Records from a data collection
Segment Open

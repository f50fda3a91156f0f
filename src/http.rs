//! Scrape endpoint for Prometheus.
//!
//! One route, one injected renderer. The caller decides whether to run it at
//! all (port 0 means no endpoint) and what text each scrape returns, so this
//! module stays free of any metrics wiring of its own.

use axum::{Router, routing::get};
use std::net::SocketAddr;
use tracing::{error, info};

/// Serve `GET /metrics` on `0.0.0.0:port`, calling `render` on every scrape.
/// Long-running; spawn it as its own task.
pub async fn serve_metrics(port: u16, render: fn() -> String) {
    let app = Router::new().route("/metrics", get(move || async move { render() }));
    let addr = SocketAddr::from(([0, 0, 0, 0], port));

    let listener = match tokio::net::TcpListener::bind(&addr).await {
        Ok(listener) => listener,
        Err(e) => {
            error!(%addr, error = %e, "Could not bind the metrics endpoint");
            return;
        }
    };
    info!(%addr, "Metrics endpoint listening");

    if let Err(e) = axum::serve(listener, app).await {
        error!(error = %e, "Metrics endpoint failed");
    }
}
//! Per-actor conversation state with TTL.
//!
//! Replaces process-global "waiting for next message" maps: state lives in
//! the database keyed by actor id, so it survives restarts and works across
//! instances. Expired rows are treated as absent and purged periodically.

use super::DbError;
use serde::{Deserialize, Serialize};
use sqlx::SqlitePool;

/// What the next free-form message from an actor means.
#[derive(Debug, Clone, PartialEq, Eq, Serialize, Deserialize)]
#[serde(tag = "kind", rename_all = "snake_case")]
pub enum ConversationState {
    /// Requester is about to describe a complaint.
    AwaitingComplaintReason { request_id: String, volunteer_id: i64 },
    /// Volunteer is about to send verification documents.
    AwaitingVerificationDocs,
    /// Requester is about to send a photo for description.
    AwaitingPhotoUpload,
    /// Volunteer is composing a description for a photo request.
    ComposingDescription { request_id: String },
}

/// Repository for conversation state.
pub struct ConversationRepository<'a> {
    pool: &'a SqlitePool,
}

impl<'a> ConversationRepository<'a> {
    pub fn new(pool: &'a SqlitePool) -> Self {
        Self { pool }
    }

    /// Set the actor's state, replacing any previous one.
    pub async fn put(
        &self,
        actor_id: i64,
        state: &ConversationState,
        ttl_secs: u64,
    ) -> Result<(), DbError> {
        let encoded = serde_json::to_string(state)
            .map_err(|e| DbError::Internal(format!("state encode: {e}")))?;
        let expires_at = chrono::Utc::now().timestamp() + ttl_secs as i64;

        sqlx::query(
            r#"
            INSERT INTO conversation_states (actor_id, state, expires_at)
            VALUES (?, ?, ?)
            ON CONFLICT (actor_id) DO UPDATE SET state = excluded.state, expires_at = excluded.expires_at
            "#,
        )
        .bind(actor_id)
        .bind(encoded)
        .bind(expires_at)
        .execute(self.pool)
        .await?;
        Ok(())
    }

    /// Get-and-delete the actor's state. Expired rows count as absent.
    pub async fn take(&self, actor_id: i64) -> Result<Option<ConversationState>, DbError> {
        let now = chrono::Utc::now().timestamp();
        let row: Option<(String, i64)> = sqlx::query_as(
            "DELETE FROM conversation_states WHERE actor_id = ? RETURNING state, expires_at",
        )
        .bind(actor_id)
        .fetch_optional(self.pool)
        .await?;

        let Some((encoded, expires_at)) = row else {
            return Ok(None);
        };
        if expires_at <= now {
            return Ok(None);
        }

        serde_json::from_str(&encoded)
            .map(Some)
            .map_err(|e| DbError::Internal(format!("state decode: {e}")))
    }

    /// Drop the actor's state without reading it.
    pub async fn clear(&self, actor_id: i64) -> Result<(), DbError> {
        sqlx::query("DELETE FROM conversation_states WHERE actor_id = ?")
            .bind(actor_id)
            .execute(self.pool)
            .await?;
        Ok(())
    }

    /// Remove expired rows. Returns how many were purged.
    pub async fn purge_expired(&self) -> Result<u64, DbError> {
        let now = chrono::Utc::now().timestamp();
        let result = sqlx::query("DELETE FROM conversation_states WHERE expires_at <= ?")
            .bind(now)
            .execute(self.pool)
            .await?;
        Ok(result.rows_affected())
    }
}

#[cfg(test)]
mod tests {
    use super::*;
    use crate::db::Database;

    #[tokio::test]
    async fn test_take_consumes_state() {
        let db = Database::new(":memory:").await.unwrap();
        let state = ConversationState::ComposingDescription {
            request_id: "req-1".into(),
        };
        db.conversation().put(7, &state, 60).await.unwrap();

        assert_eq!(db.conversation().take(7).await.unwrap(), Some(state));
        // take is get-and-delete
        assert!(db.conversation().take(7).await.unwrap().is_none());
    }

    #[tokio::test]
    async fn test_put_replaces_previous_state() {
        let db = Database::new(":memory:").await.unwrap();
        db.conversation()
            .put(7, &ConversationState::AwaitingPhotoUpload, 60)
            .await
            .unwrap();
        db.conversation()
            .put(7, &ConversationState::AwaitingVerificationDocs, 60)
            .await
            .unwrap();

        assert_eq!(
            db.conversation().take(7).await.unwrap(),
            Some(ConversationState::AwaitingVerificationDocs)
        );
    }

    #[tokio::test]
    async fn test_expired_state_is_absent() {
        let db = Database::new(":memory:").await.unwrap();
        db.conversation()
            .put(7, &ConversationState::AwaitingPhotoUpload, 0)
            .await
            .unwrap();

        assert!(db.conversation().take(7).await.unwrap().is_none());

        db.conversation()
            .put(8, &ConversationState::AwaitingPhotoUpload, 0)
            .await
            .unwrap();
        assert_eq!(db.conversation().purge_expired().await.unwrap(), 1);
    }
}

Segment Closed

» **What the task asks**: Wherever the word "free" turns up in the records above, copy the line that holds it.

» **Solved exercise**:
//! module stays free of any metrics wiring of its own.
/// What the next free-form message from an actor means.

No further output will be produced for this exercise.